**Task**
Give back exactly the stretch of data below from the line holding "assert_eq!(rows, 1);" through the line holding "start: 0, rows: 3", both ends included, and leave the remaining lines out.

**Data for this task**
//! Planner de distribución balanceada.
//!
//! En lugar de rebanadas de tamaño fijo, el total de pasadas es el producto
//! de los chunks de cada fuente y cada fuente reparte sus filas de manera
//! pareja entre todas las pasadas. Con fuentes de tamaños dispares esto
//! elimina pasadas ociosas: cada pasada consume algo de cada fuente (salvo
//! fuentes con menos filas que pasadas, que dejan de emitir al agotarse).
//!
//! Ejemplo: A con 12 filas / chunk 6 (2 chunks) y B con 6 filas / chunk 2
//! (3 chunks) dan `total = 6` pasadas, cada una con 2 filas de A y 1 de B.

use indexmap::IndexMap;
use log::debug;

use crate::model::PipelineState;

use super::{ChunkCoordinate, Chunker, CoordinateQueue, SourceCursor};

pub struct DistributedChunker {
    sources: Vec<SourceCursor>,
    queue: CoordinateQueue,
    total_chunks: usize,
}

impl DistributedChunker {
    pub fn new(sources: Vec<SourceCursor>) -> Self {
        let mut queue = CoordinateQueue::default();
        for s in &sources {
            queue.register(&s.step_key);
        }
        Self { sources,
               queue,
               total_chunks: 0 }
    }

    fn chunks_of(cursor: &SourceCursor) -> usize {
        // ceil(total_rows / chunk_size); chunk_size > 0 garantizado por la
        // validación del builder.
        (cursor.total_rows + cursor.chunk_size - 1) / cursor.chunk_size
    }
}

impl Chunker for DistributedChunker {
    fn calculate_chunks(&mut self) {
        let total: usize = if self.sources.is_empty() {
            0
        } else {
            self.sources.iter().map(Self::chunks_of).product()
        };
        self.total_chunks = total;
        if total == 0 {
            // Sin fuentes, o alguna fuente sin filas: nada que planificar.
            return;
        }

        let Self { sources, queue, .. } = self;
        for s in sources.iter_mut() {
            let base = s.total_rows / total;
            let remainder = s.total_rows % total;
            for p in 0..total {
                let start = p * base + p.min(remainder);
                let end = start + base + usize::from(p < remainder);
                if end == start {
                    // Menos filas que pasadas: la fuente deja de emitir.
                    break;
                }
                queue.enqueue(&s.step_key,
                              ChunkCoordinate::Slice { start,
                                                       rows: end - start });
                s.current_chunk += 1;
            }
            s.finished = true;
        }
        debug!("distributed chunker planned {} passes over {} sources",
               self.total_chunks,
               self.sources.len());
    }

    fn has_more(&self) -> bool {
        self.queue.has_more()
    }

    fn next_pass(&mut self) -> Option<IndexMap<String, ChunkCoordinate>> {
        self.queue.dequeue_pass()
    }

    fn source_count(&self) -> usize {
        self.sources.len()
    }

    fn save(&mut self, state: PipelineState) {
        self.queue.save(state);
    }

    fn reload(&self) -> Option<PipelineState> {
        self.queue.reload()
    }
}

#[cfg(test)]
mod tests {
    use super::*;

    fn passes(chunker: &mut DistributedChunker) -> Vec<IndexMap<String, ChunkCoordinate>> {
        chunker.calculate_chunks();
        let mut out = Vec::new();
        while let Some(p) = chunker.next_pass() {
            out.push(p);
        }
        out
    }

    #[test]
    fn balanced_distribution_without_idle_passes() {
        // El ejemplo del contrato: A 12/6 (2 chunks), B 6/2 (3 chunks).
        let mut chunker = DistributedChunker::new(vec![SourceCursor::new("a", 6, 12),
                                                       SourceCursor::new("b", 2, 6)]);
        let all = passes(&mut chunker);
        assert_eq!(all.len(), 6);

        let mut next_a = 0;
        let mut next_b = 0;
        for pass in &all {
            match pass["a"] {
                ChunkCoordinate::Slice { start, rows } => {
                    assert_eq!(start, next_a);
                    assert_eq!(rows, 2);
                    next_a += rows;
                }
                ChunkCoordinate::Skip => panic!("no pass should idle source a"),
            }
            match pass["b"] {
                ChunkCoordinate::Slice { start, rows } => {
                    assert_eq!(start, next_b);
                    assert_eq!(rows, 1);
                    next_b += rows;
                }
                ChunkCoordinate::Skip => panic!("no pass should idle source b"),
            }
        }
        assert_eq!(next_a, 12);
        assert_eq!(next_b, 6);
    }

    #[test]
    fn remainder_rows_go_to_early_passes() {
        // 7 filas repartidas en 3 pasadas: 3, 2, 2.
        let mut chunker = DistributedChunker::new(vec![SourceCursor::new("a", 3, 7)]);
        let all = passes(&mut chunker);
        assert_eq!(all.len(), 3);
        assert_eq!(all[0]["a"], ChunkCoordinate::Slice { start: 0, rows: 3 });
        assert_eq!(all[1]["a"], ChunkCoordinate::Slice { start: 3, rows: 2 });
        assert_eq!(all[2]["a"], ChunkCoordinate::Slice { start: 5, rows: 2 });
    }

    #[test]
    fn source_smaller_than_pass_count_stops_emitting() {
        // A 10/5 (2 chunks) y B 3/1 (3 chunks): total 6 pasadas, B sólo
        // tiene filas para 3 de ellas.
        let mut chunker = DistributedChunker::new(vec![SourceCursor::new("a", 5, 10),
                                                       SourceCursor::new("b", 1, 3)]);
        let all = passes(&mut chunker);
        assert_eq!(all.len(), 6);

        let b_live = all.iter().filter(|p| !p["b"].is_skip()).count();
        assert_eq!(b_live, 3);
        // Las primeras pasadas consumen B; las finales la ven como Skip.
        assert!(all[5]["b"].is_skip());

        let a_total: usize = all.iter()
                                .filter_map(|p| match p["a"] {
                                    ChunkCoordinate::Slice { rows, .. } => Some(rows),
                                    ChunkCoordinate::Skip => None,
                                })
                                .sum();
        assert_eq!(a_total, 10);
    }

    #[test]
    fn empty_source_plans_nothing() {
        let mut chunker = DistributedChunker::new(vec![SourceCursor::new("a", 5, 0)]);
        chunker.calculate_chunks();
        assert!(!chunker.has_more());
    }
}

**Task output**
                    assert_eq!(rows, 1);
                    next_b += rows;
                }
                ChunkCoordinate::Skip => panic!("no pass should idle source b"),
            }
        }
        assert_eq!(next_a, 12);
        assert_eq!(next_b, 6);
    }

    #[test]
    fn remainder_rows_go_to_early_passes() {
        // 7 filas repartidas en 3 pasadas: 3, 2, 2.
        let mut chunker = DistributedChunker::new(vec![SourceCursor::new("a", 3, 7)]);
        let all = passes(&mut chunker);
        assert_eq!(all.len(), 3);
        assert_eq!(all[0]["a"], ChunkCoordinate::Slice { start: 0, rows: 3 });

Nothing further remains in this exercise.